Au départ, cela ressemble à un banal ascenseur, devant lequel j'attends, seul.

La porte s'ouvre. Je pénètre dans l'ascenseur.

A l'intérieur : surprise. Je tombe nez à nez avec mon beau père, dont le décès il y a un peu plus de deux ans nous a beaucoup marqué.

Nous restons sans voix, face à face. Les portes se referment. L'ascenseur descend, descend, de plus en plus vite. Au point que nos pieds décollent du sol. Nous restons en lévitation ainsi pendant de longues secondes, sans se parler, comme happés par les entrailles de la terre.

Soudain, l'ascenseur s'immobilise.
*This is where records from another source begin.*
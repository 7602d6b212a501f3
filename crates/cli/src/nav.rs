//! Navigation hook
//!
//! The [`Navigator`] is the one place that knows the current location and
//! how to move away from it. `main` registers a redirect callback at start
//! and clears it at teardown; the HTTP client gets a handle by injection and
//! calls [`Navigator::redirect_to_login`] when the backend rejects the
//! session.

use licport_core::Route;
use std::sync::{Arc, Mutex, MutexGuard};

type Redirect = Arc<dyn Fn(Route) + Send + Sync>;

struct State {
    current: Route,
    redirect: Option<Redirect>,
}

#[derive(Clone)]
pub struct Navigator {
    state: Arc<Mutex<State>>,
}

impl Default for Navigator {
    fn default() -> Self {
        Self::new(Route::Home)
    }
}

impl std::fmt::Debug for Navigator {
    fn fmt(&self, f: &mut std::fmt::Formatter<'_>) -> std::fmt::Result {
        let state = self.lock();
        f.debug_struct("Navigator")
            .field("current", &state.current)
            .field("registered", &state.redirect.is_some())
            .finish()
    }
}

impl Navigator {
    pub fn new(current: Route) -> Self {
        Self {
            state: Arc::new(Mutex::new(State {
                current,
                redirect: None,
            })),
        }
    }

    fn lock(&self) -> MutexGuard<'_, State> {
        self.state.lock().unwrap_or_else(|p| p.into_inner())
    }

    /// Installs the callback invoked on every navigation.
    pub fn register<F>(&self, redirect: F)
    where
        F: Fn(Route) + Send + Sync + 'static,
    {
        self.lock().redirect = Some(Arc::new(redirect));
    }

    /// Drops the callback; later navigations only move the location.
    pub fn clear(&self) {
        self.lock().redirect = None;
    }

    pub fn is_registered(&self) -> bool {
        self.lock().redirect.is_some()
    }

    pub fn current(&self) -> Route {
        self.lock().current
    }

    pub fn set_current(&self, route: Route) {
        self.lock().current = route;
    }

    /// Moves to `route` and notifies the registered callback.
    pub fn navigate(&self, route: Route) {
        let redirect = {
            let mut state = self.lock();
            state.current = route;
            state.redirect.clone()
        };
        if let Some(redirect) = redirect {
            redirect(route);
        }
    }

    /// Sends the user to `/login` unless they are already there. Returns
    /// whether a navigation happened.
    pub fn redirect_to_login(&self) -> bool {
        if self.current() == Route::Login {
            return false;
        }
        self.navigate(Route::Login);
        true
    }
}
Nos pieds retouchent le sol, mais sans heurt, tout doucement.

La porte s'ouvre. Elle donne sur d'étranges escaliers métalliques qui semblent descendre encore plus bas. Les lieux ne sont pas sombres, pas inhospitaliers non plus. Une sorte d'entremêlement de poutres et de barres métalliques noyée dans un halo de lumière jaune et rouge.

Mon beau père ouvre alors la conversation par une série de jurons.

Tout va bien. Il est en pleine forme. Egal à lui-même.

Je peux me réveiller. Sereinement. Rassuré.